彼女にとっても、周りにとっても。ならばあれは知らなくてはならないだろう。
彼女が『ネン』と言っていたそれについて。





太陽の位置を確かめ、女は怪訝な顔をする。
そして肩を落としながら呟いた。

「あーあ、お昼かぁ。お腹空いたな」
「クウン…」
「君もかぁ。川とかがあれば魚獲るんだけどなぁ。なんだか動物連れながら動物狩る気にはなれないし」

…ピクルスを食っただなんだの話は、冗談かと思っていたが。
本当にあの念獣は物を食うのか。

「(…もし食わなければ死ぬのか?)」

俺のその疑問には、一体誰が答えられるだろう。
あの念を創り出した本人でさえ答えられないだろうその問いに。
だけど俺は、考えずにはいられなかった。

養分を摂取するということ。それをしなかった時、生まれる結果。
あの念獣に与えられるそれは、消滅するというのとはまた別の意味なのか?
『死』という、生物だけに与えられるそれなのか?
つまり…あの念獣には、本当に、命があるということか?

「(命を創る念…危険だな)」

『定期的に物を与える』といったことが、念の制約なのだとすれば…まだ理解はできるかもしれない。だが自覚のない少女に制約も誓約もあったもんじゃない。
とゆうかまぁ、第一そんな簡単な制約で命が創れるわけもないが。

「あ、お腹鳴った」
「ウオン!」
「へ?え、ライト!?」

女を置いて、犬が急に走り出した。それを彼女は、特に止めるわけでも追いかけるわけでもなく見送る。

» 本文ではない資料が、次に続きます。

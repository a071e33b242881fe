//! Application handlers.
//!
//! Command handlers that orchestrate a chat turn across the ports.

pub mod chat;

pub use chat::{AssistantChatHandler, ChatCommand, ChatReply, StreamChatHandler};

俺は木の枝の上で絶をしながら、やはり犬は追いかけず女を見つめていた。
ストーカーとか言うな、俺のこれはあくまで親切心だ。まぁ時間が経てば経つほど、いつまた顔を出すのかというタイミングを逃している気がするが。

その後も、女は動かなかった。
ただずっと、犬が走っていた方を見ながらそこに留まっていた。
そしてそれから少し経って、犬が戻ってきた。
口に、たぶん獲れたて新鮮な野鳥を銜えて。…狩りに行ってたのか。

「す、すごいねライト!さっき動物狩れないって言った僕の代わりに?なんていうか、うん、たくましいね!ありがとう!」

口の周り血でドロドロなそれを見ながら、言葉とは裏腹に彼女は口元を引き攣らせていた。